◆ **EXERCISE**:
Everything in the data below is left aside except the lines from the one containing "is in Fahrenheit." through the one containing "pub struct ChargeArgs"; repeat those exactly.

=-=-=

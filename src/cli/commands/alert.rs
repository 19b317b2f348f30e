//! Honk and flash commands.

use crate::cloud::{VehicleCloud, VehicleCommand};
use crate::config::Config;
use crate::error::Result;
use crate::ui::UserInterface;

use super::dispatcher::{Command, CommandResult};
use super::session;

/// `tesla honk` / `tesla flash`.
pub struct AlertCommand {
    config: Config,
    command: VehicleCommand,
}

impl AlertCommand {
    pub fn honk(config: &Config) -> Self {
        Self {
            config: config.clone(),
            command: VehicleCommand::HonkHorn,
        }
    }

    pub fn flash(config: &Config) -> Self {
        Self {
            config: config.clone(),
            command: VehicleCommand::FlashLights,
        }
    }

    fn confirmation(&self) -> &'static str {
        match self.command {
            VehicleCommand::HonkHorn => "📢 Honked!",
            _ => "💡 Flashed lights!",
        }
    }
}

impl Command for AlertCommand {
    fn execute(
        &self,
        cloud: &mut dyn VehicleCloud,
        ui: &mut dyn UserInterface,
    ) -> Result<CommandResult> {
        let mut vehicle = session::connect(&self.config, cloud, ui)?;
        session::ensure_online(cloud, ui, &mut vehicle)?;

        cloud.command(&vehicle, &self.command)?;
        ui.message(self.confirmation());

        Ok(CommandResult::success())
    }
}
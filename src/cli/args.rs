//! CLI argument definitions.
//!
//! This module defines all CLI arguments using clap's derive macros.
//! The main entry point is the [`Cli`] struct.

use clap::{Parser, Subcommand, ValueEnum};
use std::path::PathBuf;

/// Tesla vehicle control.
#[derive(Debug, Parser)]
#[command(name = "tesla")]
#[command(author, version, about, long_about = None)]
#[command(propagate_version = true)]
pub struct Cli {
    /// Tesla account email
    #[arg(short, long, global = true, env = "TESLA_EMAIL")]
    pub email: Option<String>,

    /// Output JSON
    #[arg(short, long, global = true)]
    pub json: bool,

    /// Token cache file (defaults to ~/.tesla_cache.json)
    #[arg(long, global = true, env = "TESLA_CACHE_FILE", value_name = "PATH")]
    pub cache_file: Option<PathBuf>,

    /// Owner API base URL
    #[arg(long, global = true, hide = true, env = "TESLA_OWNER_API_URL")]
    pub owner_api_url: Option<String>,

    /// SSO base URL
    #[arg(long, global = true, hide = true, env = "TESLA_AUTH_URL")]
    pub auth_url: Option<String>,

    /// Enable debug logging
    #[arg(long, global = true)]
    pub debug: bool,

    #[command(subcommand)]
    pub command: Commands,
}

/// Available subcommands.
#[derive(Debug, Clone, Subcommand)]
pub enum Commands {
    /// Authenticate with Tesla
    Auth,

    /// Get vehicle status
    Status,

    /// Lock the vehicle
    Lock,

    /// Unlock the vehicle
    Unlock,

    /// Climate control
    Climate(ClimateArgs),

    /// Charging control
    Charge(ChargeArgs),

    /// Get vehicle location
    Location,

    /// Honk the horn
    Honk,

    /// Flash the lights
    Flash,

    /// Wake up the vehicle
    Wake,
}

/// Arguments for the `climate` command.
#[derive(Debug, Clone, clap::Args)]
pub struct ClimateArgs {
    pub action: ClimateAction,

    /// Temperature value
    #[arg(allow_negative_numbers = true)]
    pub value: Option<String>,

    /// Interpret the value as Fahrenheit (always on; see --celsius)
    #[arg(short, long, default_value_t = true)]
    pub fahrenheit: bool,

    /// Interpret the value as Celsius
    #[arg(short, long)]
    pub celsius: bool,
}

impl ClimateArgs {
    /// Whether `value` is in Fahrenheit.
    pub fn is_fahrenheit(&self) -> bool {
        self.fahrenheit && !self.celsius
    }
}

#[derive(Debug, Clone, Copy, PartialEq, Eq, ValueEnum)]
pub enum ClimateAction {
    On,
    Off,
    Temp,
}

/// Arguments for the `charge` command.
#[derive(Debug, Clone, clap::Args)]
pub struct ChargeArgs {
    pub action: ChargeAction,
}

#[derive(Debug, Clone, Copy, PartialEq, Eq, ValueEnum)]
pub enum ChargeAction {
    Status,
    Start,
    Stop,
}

=-=-=

◆ **RESPONSE FOR THIS EXERCISE**:
    /// Whether `value` is in Fahrenheit.
    pub fn is_fahrenheit(&self) -> bool {
        self.fahrenheit && !self.celsius
    }
}

#[derive(Debug, Clone, Copy, PartialEq, Eq, ValueEnum)]
pub enum ClimateAction {
    On,
    Off,
    Temp,
}

/// Arguments for the `charge` command.
#[derive(Debug, Clone, clap::Args)]
pub struct ChargeArgs {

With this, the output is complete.